Market share perspective ahead of Vista SP1

Mar 4, 2008 14:11 GMT  ·  By

Slowly but surely, Windows Vista is leaving its rivals in the dust and making its way to the top. In terms of growth, neither Mac OS X nor Linux have been capable of keeping up with it. And following the introduction of SP1, there is only Windows XP Service Pack 3 standing between the Vista and the lion's share of the operating system market currently owned by XP SP2. According to Microsoft Chairman Bill Gates, Vista's install base hit 100 million users just ahead of 2008. So, with over 100 million Vista licenses at the back, Vista SP1 has already got quite a momentum. Still, it also needs not only to build its own, but also to increase whatever it inherits from Vista RTM.

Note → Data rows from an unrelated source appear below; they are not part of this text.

use rustc_hash::FxHashMap;
use smol_str::SmolStr;

use crate::{
    ApiRoot, Domain, Location, Result, SchemaError, Version,
    arena::{Arena, ArenaId},
    declaration::{CommandHandle, Declaration, EventHandle, TraversalOptions, TypeHandle},
};

pub type DomainId = ArenaId<Domain>;

const SIMILARITY_THRESHOLD: f64 = 0.85;

/// Index over every domain and type of one protocol document.
///
/// The registry owns the document. Domains live in an arena in document
/// order, and `$ref` strings are resolved by name against the indexes on
/// demand, so forward and cyclic references need no special handling.
#[derive(Debug)]
pub struct Registry {
    version: Version,
    domains: Arena<Domain>,
    domain_index: FxHashMap<SmolStr, DomainId>,
    type_index: FxHashMap<(DomainId, SmolStr), usize>,
    command_index: FxHashMap<(DomainId, SmolStr), usize>,
}

impl Registry {
    /// Indexes `root` in one pass. Either the whole document is indexed or an
    /// error is returned; no partially built registry is ever observable.
    pub fn build(root: ApiRoot) -> Result<Self> {
        let ApiRoot { version, domains } = root;

        let mut arena = Arena::with_capacity(domains.len());
        let mut domain_index = FxHashMap::default();
        let mut type_index = FxHashMap::default();
        let mut command_index = FxHashMap::default();

        for domain in domains {
            if domain_index.contains_key(&domain.name) {
                return Err(SchemaError::DuplicateDomain { name: domain.name });
            }

            let domain_name = domain.name.clone();
            let domain_id = arena.alloc(domain);
            let domain = &arena[domain_id];

            for (index, def) in domain.types.iter().enumerate() {
                if type_index.insert((domain_id, def.id.clone()), index).is_some() {
                    return Err(SchemaError::DuplicateType {
                        domain: domain.name.clone(),
                        id: def.id.clone(),
                    });
                }
            }

            for (index, command) in domain.commands.iter().enumerate() {
                if command_index.insert((domain_id, command.name.clone()), index).is_some() {
                    return Err(SchemaError::DuplicateMember {
                        domain: domain.name.clone(),
                        member: "command",
                        name: command.name.clone(),
                    });
                }
            }

            let mut event_names = rustc_hash::FxHashSet::default();
            for event in &domain.events {
                if !event_names.insert(&event.name) {
                    return Err(SchemaError::DuplicateMember {
                        domain: domain.name.clone(),
                        member: "event",
                        name: event.name.clone(),
                    });
                }
            }

            domain_index.insert(domain_name, domain_id);
        }

        tracing::debug!(
            version = %version,
            domains = arena.len(),
            types = type_index.len(),
            commands = command_index.len(),
            "indexed protocol"
        );

        Ok(Self {
            version,
            domains: arena,
            domain_index,
            type_index,
            command_index,
        })
    }

    /// Decodes a JSON document and indexes it.
    pub fn from_json_str(json: &str) -> Result<Self> {
        Self::build(ApiRoot::from_json_str(json)?)
    }

    pub fn version(&self) -> &Version {
        &self.version
    }

    /// Domains in document order.
    pub fn domains(&self) -> impl ExactSizeIterator<Item = &Domain> + '_ {
        self.domains.values()
    }

    pub fn domain_id(&self, name: &str) -> Option<DomainId> {
        self.domain_index.get(name).copied()
    }

    pub fn domain(&self, name: &str) -> Option<&Domain> {
        self.domain_id(name).and_then(|id| self.domains.get(id))
    }

    pub fn type_count(&self) -> usize {
        self.type_index.len()
    }

    /// Direct `(domain, id)` lookup without any reference parsing.
    pub fn type_def(&self, domain: &str, id: &str) -> Option<TypeHandle<'_>> {
        let domain_id = self.domain_id(domain)?;
        self.type_in(domain_id, id)
    }

    fn type_in(&self, domain_id: DomainId, id: &str) -> Option<TypeHandle<'_>> {
        let domain = &self.domains[domain_id];
        self.type_index
            .get(&(domain_id, SmolStr::new(id)))
            .map(|index| TypeHandle {
                domain,
                def: &domain.types[*index],
            })
    }

    /// Resolves a `$ref` declared at `at`.
    ///
    /// `Domain.Name` is looked up in `Domain`; a bare `Name` only ever in
    /// `at.domain`, even when another domain declares the same id.
    pub fn lookup(&self, reference: &str, at: &Location) -> Result<TypeHandle<'_>> {
        let (domain_name, id) = split_reference(reference, &at.domain);

        let Some(domain_id) = self.domain_id(domain_name) else {
            return Err(self.unresolved(reference, at, self.similar_domain_names(domain_name)));
        };

        match self.type_in(domain_id, id) {
            Some(handle) => {
                tracing::trace!(reference, resolved = %handle.qualified_name(), "resolved reference");
                Ok(handle)
            }
            None => Err(self.unresolved(reference, at, self.similar_type_names(domain_id, id))),
        }
    }

    /// Resolves a command reference such as `Network.getCookies`; a bare name
    /// resolves in `at.domain`.
    pub fn lookup_command(&self, reference: &str, at: &Location) -> Result<CommandHandle<'_>> {
        let (domain_name, name) = split_reference(reference, &at.domain);

        let command = self.domain_id(domain_name).and_then(|domain_id| {
            let domain = &self.domains[domain_id];
            self.command_index
                .get(&(domain_id, SmolStr::new(name)))
                .map(|index| CommandHandle {
                    domain,
                    command: &domain.commands[*index],
                })
        });

        command.ok_or_else(|| self.unresolved(reference, at, Vec::new()))
    }

    /// Follows a command's `redirect`. A bare domain name redirects to the
    /// command of the same name in that domain.
    pub fn redirect_target<'a>(&'a self, source: &CommandHandle<'_>) -> Result<Option<CommandHandle<'a>>> {
        let Some(redirect) = source.command.redirect.as_deref() else {
            return Ok(None);
        };

        let at = source.location().member("redirect");
        let reference = if redirect.contains('.') {
            redirect.to_string()
        } else {
            format!("{}.{}", redirect, source.command.name)
        };

        self.lookup_command(&reference, &at).map(Some)
    }

    /// Every declaration admitted by `options` in document order: domains in
    /// order, and within each domain its types, then commands, then events.
    pub fn declarations(&self, options: TraversalOptions) -> impl Iterator<Item = Declaration<'_>> + '_ {
        self.domains
            .values()
            .filter(move |domain| options.admits_domain(domain))
            .flat_map(domain_declarations)
            .filter(move |declaration| options.admits(declaration))
    }

    fn unresolved(&self, reference: &str, at: &Location, similar_names: Vec<SmolStr>) -> SchemaError {
        SchemaError::UnresolvedReference {
            reference: SmolStr::new(reference),
            location: at.clone(),
            similar_names,
        }
    }

    fn similar_domain_names(&self, target: &str) -> Vec<SmolStr> {
        similar_names(target, self.domains.values().map(|d| &d.name))
    }

    fn similar_type_names(&self, domain_id: DomainId, target: &str) -> Vec<SmolStr> {
        similar_names(target, self.domains[domain_id].types.iter().map(|t| &t.id))
    }
}

/// Every declaration of one domain: types, then commands, then events.
pub fn domain_declarations(domain: &Domain) -> impl Iterator<Item = Declaration<'_>> + '_ {
    let types = domain
        .types
        .iter()
        .map(move |def| Declaration::Type(TypeHandle { domain, def }));
    let commands = domain
        .commands
        .iter()
        .map(move |command| Declaration::Command(CommandHandle { domain, command }));
    let events = domain
        .events
        .iter()
        .map(move |event| Declaration::Event(EventHandle { domain, event }));

    types.chain(commands).chain(events)
}

fn split_reference<'a>(reference: &'a str, context_domain: &'a str) -> (&'a str, &'a str) {
    reference.split_once('.').unwrap_or((context_domain, reference))
}

fn similar_names<'a>(target: &str, candidates: impl Iterator<Item = &'a SmolStr>) -> Vec<SmolStr> {
    candidates
        .filter(|name| name.as_str() != target && strsim::jaro_winkler(target, name) > SIMILARITY_THRESHOLD)
        .cloned()
        .collect()
}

Microsoft's perspective over Vista, ever since the operating system was initially introduced in November 2006 and then in January 2007, was that ignoring the operating system was a move equivalent with ignoring the inevitable. Throughout 2007, following the January consumer launch, Vista has been slowly growing in terms of market share. The growth of the latest Windows platform was inevitably synonymous with the erosion of Windows XP's market share, as end users made the jump from to Vista.

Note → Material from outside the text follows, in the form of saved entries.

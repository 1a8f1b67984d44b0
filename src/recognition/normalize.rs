//! Input and merchant-name normalization
//!
//! All matching happens over normalized text: lowercased, whitespace and
//! punctuation removed, sentence-final particles stripped from the end.
//! Everything here is `char`-based; byte offsets are never used.

/// Punctuation removed wherever it appears
const PUNCTUATION: &[char] = &[
    '，', '。', '！', '？', '、', '；', '：', '“', '”', '‘', '’', '（', '）', '…', '～',
    ',', '.', '!', '?', ';', ':', '(', ')', '"', '\'', '~',
];

/// Sentence-final particles stripped only from the end of the input
const FINAL_PARTICLES: &[char] = &['吗', '呢', '吧', '啊', '呀', '哦', '嘛', '啦'];

/// Category-style name suffixes, longest first so the most specific wins
const NAME_SUFFIXES: &[&str] = &[
    "旗舰店", "专卖店", "便利店", "体验店", "服饰店", "童装坊", "火锅", "餐厅", "饭店",
    "咖啡", "超市", "影城", "专柜", "金店", "ktv", "店", "坊", "屋", "馆", "阁",
];

/// Normalize free text for matching.
pub fn normalize(text: &str) -> String {
    let mut out: String = text
        .chars()
        .filter(|c| !c.is_whitespace() && !PUNCTUATION.contains(c))
        .flat_map(|c| c.to_lowercase())
        .collect();

    while let Some(last) = out.chars().last() {
        if FINAL_PARTICLES.contains(&last) {
            out.pop();
        } else {
            break;
        }
    }
    out
}

/// Strip trailing category-style suffixes from a normalized merchant name.
///
/// Suffixes are removed repeatedly ("体验店" then "咖啡", etc.) but never
/// below a two-char base, so short names survive intact.
pub fn strip_name_suffix(name: &str) -> String {
    let mut base = name.to_string();
    loop {
        let mut stripped = false;
        for suffix in NAME_SUFFIXES {
            if let Some(rest) = base.strip_suffix(suffix) {
                if rest.chars().count() >= 2 {
                    base = rest.to_string();
                    stripped = true;
                    break;
                }
            }
        }
        if !stripped {
            return base;
        }
    }
}

/// Char count, the length unit used for all thresholds.
pub fn char_len(s: &str) -> usize {
    s.chars().count()
}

Statistics provided by Net Applications reveal that, at the end of February 2008, Vista has climbed all the way to 12.92% of the OS market. At the same time, XP dropped to just 74.47%. Mac OS X is up all the way to 7.46%, but has seen its share slip from 7.57%, while Linux is eternally stagnating at some 0.6% of the market. Vista's jump in February was a consistent, and almost full 1%, up from 11.97% in January, and almost at 13%, this means that in just two months Vista has added some 30 million users, and is now enjoying an install base of over 130 million.

Mid-March will see the general availability of Vista SP1, then starting in April, Microsoft will drop the service pack via Automatic Updates. In April, Vista SP1 will also start appearing pre-loaded on OEM machines and as a standalone retail product. The Redmond company has already announced that the price of Vista Home Premium and Vista Ultimate will drop by a maximum of 48% in some markets around the world, a reduction that will coincide with Vista SP1's general availability.

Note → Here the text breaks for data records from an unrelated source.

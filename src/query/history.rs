//! Prior-period data for baseline computation
//!
//! No historical time-series exists yet, so the default provider
//! synthesizes prior-period records with bounded fluctuation. It is an
//! explicitly labeled stub behind the `HistoryProvider` seam: swapping in
//! a real historical store touches nothing in the executors. Seeding is
//! stable per (merchant, window), which keeps every executor a pure
//! function of its inputs.

use crate::dataset::store::risk_for_score;
use crate::dataset::MerchantRecord;
use rand::{Rng, SeedableRng};
use rand_chacha::ChaCha8Rng;
use serde::{Deserialize, Serialize};

/// The window a baseline is computed over
#[derive(Debug, Clone, Copy, Default, PartialEq, Eq, Hash, Serialize, Deserialize)]
#[serde(rename_all = "snake_case")]
pub enum BaselineWindow {
    #[default]
    PreviousMonth,
    PreviousQuarter,
    YearAgo,
}

impl BaselineWindow {
    pub fn label(&self) -> &'static str {
        match self {
            BaselineWindow::PreviousMonth => "上月",
            BaselineWindow::PreviousQuarter => "上季度",
            BaselineWindow::YearAgo => "去年同期",
        }
    }
}

/// Source of prior-period snapshots
pub trait HistoryProvider {
    /// Derive what `current` looked like in the given window.
    fn prior_record(&self, current: &MerchantRecord, window: BaselineWindow) -> MerchantRecord;

    /// Prior snapshot of a whole record set. Membership is assumed stable
    /// across windows until real history says otherwise.
    fn prior_dataset(
        &self,
        current: &[&MerchantRecord],
        window: BaselineWindow,
    ) -> Vec<MerchantRecord> {
        current
            .iter()
            .map(|r| self.prior_record(r, window))
            .collect()
    }
}

/// Synthesized history with bounded relative fluctuation
#[derive(Debug, Clone)]
pub struct SimulatedHistory {
    /// Maximum relative change per field (0.15 = ±15%)
    fluctuation: f64,
}

impl SimulatedHistory {
    pub fn new(fluctuation: f64) -> Self {
        Self { fluctuation }
    }

    fn jitter(&self, rng: &mut ChaCha8Rng, value: f64) -> f64 {
        if self.fluctuation == 0.0 {
            return value;
        }
        let factor = 1.0 + rng.gen_range(-self.fluctuation..=self.fluctuation);
        value * factor
    }

    fn jitter_score(&self, rng: &mut ChaCha8Rng, value: f64) -> f64 {
        self.jitter(rng, value).clamp(0.0, 100.0)
    }
}

impl Default for SimulatedHistory {
    fn default() -> Self {
        Self::new(crate::core::config::AssistantConfig::default().history_fluctuation)
    }
}

impl HistoryProvider for SimulatedHistory {
    fn prior_record(&self, current: &MerchantRecord, window: BaselineWindow) -> MerchantRecord {
        let mut rng = ChaCha8Rng::seed_from_u64(stable_seed(current.id.as_str(), window));

        let mut prior = current.clone();
        prior.health_score = self.jitter_score(&mut rng, current.health_score);
        prior.metrics.collection = self.jitter_score(&mut rng, current.metrics.collection);
        prior.metrics.operational = self.jitter_score(&mut rng, current.metrics.operational);
        prior.metrics.site_quality = self.jitter_score(&mut rng, current.metrics.site_quality);
        prior.metrics.customer_review =
            self.jitter_score(&mut rng, current.metrics.customer_review);
        prior.metrics.risk_resistance =
            self.jitter_score(&mut rng, current.metrics.risk_resistance);
        prior.monthly_revenue = self.jitter(&mut rng, current.monthly_revenue).max(0.0);
        prior.monthly_rent = current.monthly_rent;
        prior.rent_to_sales = if prior.monthly_revenue > 0.0 {
            prior.monthly_rent / prior.monthly_revenue
        } else {
            0.0
        };
        prior.risk_level = risk_for_score(prior.health_score);
        prior
    }
}

/// FNV-1a fold of the merchant id mixed with the window discriminant.
/// Stable across calls and processes, which is all the stub needs.
fn stable_seed(id: &str, window: BaselineWindow) -> u64 {
    let mut h: u64 = 0xcbf2_9ce4_8422_2325;
    for b in id.bytes() {
        h = (h ^ b as u64).wrapping_mul(0x0000_0100_0000_01b3);
    }
    h ^ (window as u64).wrapping_mul(0x9e37_79b9_7f4a_7c15)
}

Vista SP1 plus a 48% discount on the Home Premium and Ultimate SKUs of the operating system sounds like a sweet deal however you want to look at it, but Windows XP is getting XP SP3. And while the third and final service pack for XP is but an insignificant step up from XP SP2 rather than an actual evolution, it will still manage to maintain the inertia of XP users and keep them stuck on an operating system released in 2001.